One more thing we need to consider is memory overhead. As we decrease the block size of the cache, the number of blocks increases. Keeping track of more blocks, takes more memory. You can find the details one the amount of overhead required in the whitepaper mentioned earlier.
So how do you ensure that the block size you set for each VMDK cache is correct? A handily little tool built into ESXi called vscsiStats. Now I’m not going to go over what this tool is in great detail, Duncan and Cormac have already done that. However I would like to explain the steps required to configure vFRC with the correct block size for your workloads.
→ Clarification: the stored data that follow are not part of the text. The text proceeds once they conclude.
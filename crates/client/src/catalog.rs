//! Product catalog store.
//!
//! The catalog is fetched in full once at startup and treated as read-only
//! afterwards, except for review appends which patch the affected product in
//! place. Detail-page lookups go through a by-id cache so revisiting a
//! product never rescans the list.

use denfit_core::{Product, ProductId, Review};
use moka::future::Cache;
use rust_decimal::Decimal;

use crate::api::{ApiError, Backend};

const BY_ID_CACHE_CAPACITY: u64 = 512;

/// Loading state of the catalog.
#[derive(Debug, Clone, PartialEq, Eq)]
pub enum CatalogStatus {
    /// Initial fetch has not completed yet.
    Loading,
    /// Catalog is loaded and servable.
    Ready,
    /// Initial fetch failed; the message is user-visible.
    Failed(String),
}

/// Holds the product list and a by-id lookup cache.
pub struct CatalogStore {
    products: Vec<Product>,
    by_id: Cache<ProductId, Product>,
    status: CatalogStatus,
}

impl Default for CatalogStore {
    fn default() -> Self {
        Self::new()
    }
}

impl CatalogStore {
    /// Create an empty, not-yet-loaded catalog.
    #[must_use]
    pub fn new() -> Self {
        Self {
            products: Vec::new(),
            by_id: Cache::new(BY_ID_CACHE_CAPACITY),
            status: CatalogStatus::Loading,
        }
    }

    /// Fetch the full catalog from the backend.
    ///
    /// On failure the previous contents (if any) are kept and the status
    /// records the error.
    pub async fn load<B: Backend>(&mut self, backend: &B) -> Result<(), ApiError> {
        match backend.fetch_products().await {
            Ok(products) => {
                self.by_id.invalidate_all();
                self.products = products;
                self.status = CatalogStatus::Ready;
                Ok(())
            }
            Err(e) => {
                self.status = CatalogStatus::Failed(e.to_string());
                Err(e)
            }
        }
    }

    /// Current loading state.
    #[must_use]
    pub fn status(&self) -> &CatalogStatus {
        &self.status
    }

    /// All products in catalog order.
    #[must_use]
    pub fn products(&self) -> &[Product] {
        &self.products
    }

    /// Products in a category, optionally narrowed to a sub-category.
    /// Matching is case-insensitive.
    #[must_use]
    pub fn filter(&self, category: &str, sub_category: Option<&str>) -> Vec<&Product> {
        self.products
            .iter()
            .filter(|p| p.category.eq_ignore_ascii_case(category))
            .filter(|p| {
                sub_category.is_none_or(|sub| p.sub_category.eq_ignore_ascii_case(sub))
            })
            .collect()
    }

    /// Look up a product by id, populating the by-id cache on miss.
    pub async fn by_id(&self, id: ProductId) -> Option<Product> {
        if let Some(product) = self.by_id.get(&id).await {
            return Some(product);
        }
        let product = self.products.iter().find(|p| p.id == id)?.clone();
        self.by_id.insert(id, product.clone()).await;
        Some(product)
    }

    /// Patch a product with a freshly accepted review.
    ///
    /// The review is prepended (newest first), the review count incremented,
    /// and the mean rating recomputed from the full embedded set. The by-id
    /// cache entry is refreshed so detail pages see the new review at once.
    pub async fn apply_review(&mut self, product_id: ProductId, review: Review) {
        let Some(product) = self.products.iter_mut().find(|p| p.id == product_id) else {
            return;
        };

        product.reviews.insert(0, review);
        product.num_reviews = i32::try_from(product.reviews.len()).unwrap_or(i32::MAX);
        product.rating = mean_rating(&product.reviews);

        self.by_id.insert(product_id, product.clone()).await;
    }
}

fn mean_rating(reviews: &[Review]) -> Decimal {
    if reviews.is_empty() {
        return Decimal::ZERO;
    }
    let sum: Decimal = reviews.iter().map(|r| Decimal::from(r.rating)).sum();
    (sum / Decimal::from(reviews.len())).round_dp(2)
}
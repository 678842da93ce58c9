//! Email address type.

use core::fmt;

use serde::{Deserialize, Serialize};

/// Errors that can occur when parsing an [`Email`].
#[derive(thiserror::Error, Debug, Clone)]
pub enum EmailError {
    /// The input string is empty.
    #[error("email cannot be empty")]
    Empty,
    /// The input string is too long.
    #[error("email must be at most {max} characters")]
    TooLong {
        /// Maximum allowed length.
        max: usize,
    },
    /// The input does not contain an @ symbol.
    #[error("email must contain an @ symbol")]
    MissingAtSymbol,
    /// The local part (before @) is empty.
    #[error("email local part cannot be empty")]
    EmptyLocalPart,
    /// The domain part (after @) is empty.
    #[error("email domain cannot be empty")]
    EmptyDomain,
}

/// An email address.
///
/// This type provides basic validation for email addresses, ensuring they
/// have a valid structure with a local part and domain separated by an @ symbol.
///
/// ## Constraints
///
/// - Length: 1-254 characters (RFC 5321 limit)
/// - Must contain an @ symbol
/// - Local part (before @) must not be empty
/// - Domain part (after @) must not be empty
///
/// ## Examples
///
/// ```
/// use denfit_core::Email;
///
/// assert!(Email::parse("user@example.com").is_ok());
/// assert!(Email::parse("no-at-symbol").is_err());
/// ```
#[derive(Debug, Clone, Serialize, Deserialize, PartialEq, Eq, Hash)]
#[serde(transparent)]
pub struct Email(String);

impl Email {
    /// Maximum length of an email address (RFC 5321).
    pub const MAX_LENGTH: usize = 254;

    /// Parse an `Email` from a string.
    ///
    /// # Errors
    ///
    /// Returns an error if the input:
    /// - Is empty
    /// - Is longer than 254 characters
    /// - Does not contain an @ symbol
    /// - Has an empty local part or domain
    pub fn parse(s: &str) -> Result<Self, EmailError> {
        if s.is_empty() {
            return Err(EmailError::Empty);
        }

        if s.len() > Self::MAX_LENGTH {
            return Err(EmailError::TooLong {
                max: Self::MAX_LENGTH,
            });
        }

        let at_pos = s.find('@').ok_or(EmailError::MissingAtSymbol)?;

        if at_pos == 0 {
            return Err(EmailError::EmptyLocalPart);
        }

        if at_pos == s.len() - 1 {
            return Err(EmailError::EmptyDomain);
        }

        Ok(Self(s.to_owned()))
    }

    /// Returns the email address as a string slice.
    #[must_use]
    pub fn as_str(&self) -> &str {
        &self.0
    }

    /// Consumes the `Email` and returns its inner string.
    #[must_use]
    pub fn into_inner(self) -> String {
        self.0
    }
}

impl fmt::Display for Email {
    fn fmt(&self, f: &mut fmt::Formatter<'_>) -> fmt::Result {
        write!(f, "{}", self.0)
    }
}

impl AsRef<str> for Email {
    fn as_ref(&self) -> &str {
        &self.0
    }
}

#[cfg(test)]
mod tests {
    use super::*;

    #[test]
    fn test_parse_valid() {
        assert!(Email::parse("user@example.com").is_ok());
        assert!(Email::parse("user.name+tag@domain.co.uk").is_ok());
    }

    #[test]
    fn test_parse_empty() {
        assert!(matches!(Email::parse(""), Err(EmailError::Empty)));
    }

    #[test]
    fn test_parse_missing_at() {
        assert!(matches!(
            Email::parse("no-at-symbol"),
            Err(EmailError::MissingAtSymbol)
        ));
    }

    #[test]
    fn test_parse_empty_parts() {
        assert!(matches!(
            Email::parse("@domain.com"),
            Err(EmailError::EmptyLocalPart)
        ));
        assert!(matches!(Email::parse("user@"), Err(EmailError::EmptyDomain)));
    }

    #[test]
    fn test_parse_too_long() {
        let long = format!("{}@example.com", "a".repeat(250));
        assert!(matches!(
            Email::parse(&long),
            Err(EmailError::TooLong { max: 254 })
        ));
    }
}
//! Toast notifications.
//!
//! Stores report user-visible events (item added, logged out, errors) as
//! transient toasts. The UI drains the queue and renders them; nothing in
//! this crate blocks on a toast being seen.

/// A transient user-visible notification.
#[derive(Debug, Clone, PartialEq, Eq)]
pub struct Toast {
    pub id: u64,
    pub message: String,
}

/// Ordered queue of pending toasts.
#[derive(Debug, Default)]
pub struct Toasts {
    next_id: u64,
    pending: Vec<Toast>,
}

impl Toasts {
    /// Create an empty queue.
    #[must_use]
    pub fn new() -> Self {
        Self::default()
    }

    /// Queue a toast.
    pub fn push(&mut self, message: impl Into<String>) {
        let id = self.next_id;
        self.next_id += 1;
        self.pending.push(Toast {
            id,
            message: message.into(),
        });
    }

    /// Pending toasts, oldest first.
    #[must_use]
    pub fn pending(&self) -> &[Toast] {
        &self.pending
    }

    /// Remove a displayed toast by id. Idempotent.
    pub fn dismiss(&mut self, id: u64) {
        self.pending.retain(|toast| toast.id != id);
    }

    /// Take all pending toasts, leaving the queue empty.
    pub fn drain(&mut self) -> Vec<Toast> {
        std::mem::take(&mut self.pending)
    }
}

#[cfg(test)]
mod tests {
    use super::*;

    #[test]
    fn test_push_and_drain() {
        let mut toasts = Toasts::new();
        toasts.push("Welcome back, Ada!");
        toasts.push("You have been logged out.");

        let drained = toasts.drain();
        assert_eq!(drained.len(), 2);
        assert_eq!(drained[0].message, "Welcome back, Ada!");
        assert!(toasts.pending().is_empty());
    }

    #[test]
    fn test_dismiss_is_idempotent() {
        let mut toasts = Toasts::new();
        toasts.push("one");
        let id = toasts.pending()[0].id;
        toasts.dismiss(id);
        toasts.dismiss(id);
        assert!(toasts.pending().is_empty());
    }

    #[test]
    fn test_ids_are_unique() {
        let mut toasts = Toasts::new();
        toasts.push("a");
        toasts.push("b");
        let ids: Vec<u64> = toasts.pending().iter().map(|t| t.id).collect();
        assert_ne!(ids[0], ids[1]);
    }
}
- Log into the host that runs the vFRC candidate via SSH or via the console command line.
- List the currently running VMs and their VMDKs: vscsiStats -l
- Start capturing I/O for a particular candidate: vscsiStats -s -w YYYYY -i XXXX ( Where YYYYY is the Virtual Machine wouldGroupID and XXXX is the Virtual SCSI Disk handleID)
- Run the typical workload within the candidate VM
- After the workload has run for a bit of time, display the histogram for "IO Length": vscsiStats -p ioLength -c -w XXXXX -i YYYY
You output will be similar to the list below. Each line in the following output shows a different IO (block) size from 512-bytes to 524288-bytes (512-Kilobytes) The first number (before the comma) shows how many IOs, the second number (after the comma) shows the IO size
Histogram: IO lengths of commands,virtual machine worldGroupID,128782,virtual disk handleID,8192 (scsi0:0)
- Frequency,Histogram Bucket Limit
Finally, stop vscsiStats from collecting data: vscsiStats -x
As you can see from the captured data above, I/O size of 4KB has the largest count. Does this mean we should set the vFRC to 4KB? Not necessarily. If it was a higher count by a large margin, then yes this would be the correct setting. However we need to consider the entire I/O profile. For this example, I would start by setting the vFRC block size to 8KB or 16KB. This will ensure there is not too much cache fragmentation, but also covers most of the I/O range fairly well.
Once the block size is set, monitor your cache! Keep an eye out for cache hit percentage using:
esxcli storage vflash cache stats get –m <module > - c <cache file>
I’m going to be running some benchmarks to try and explain what kind of performance difference there is between a default vFRC configuration and one that has been rightsized. I'll share my results here when it’s done. In the mean time, make sure you size your vFRC correctly!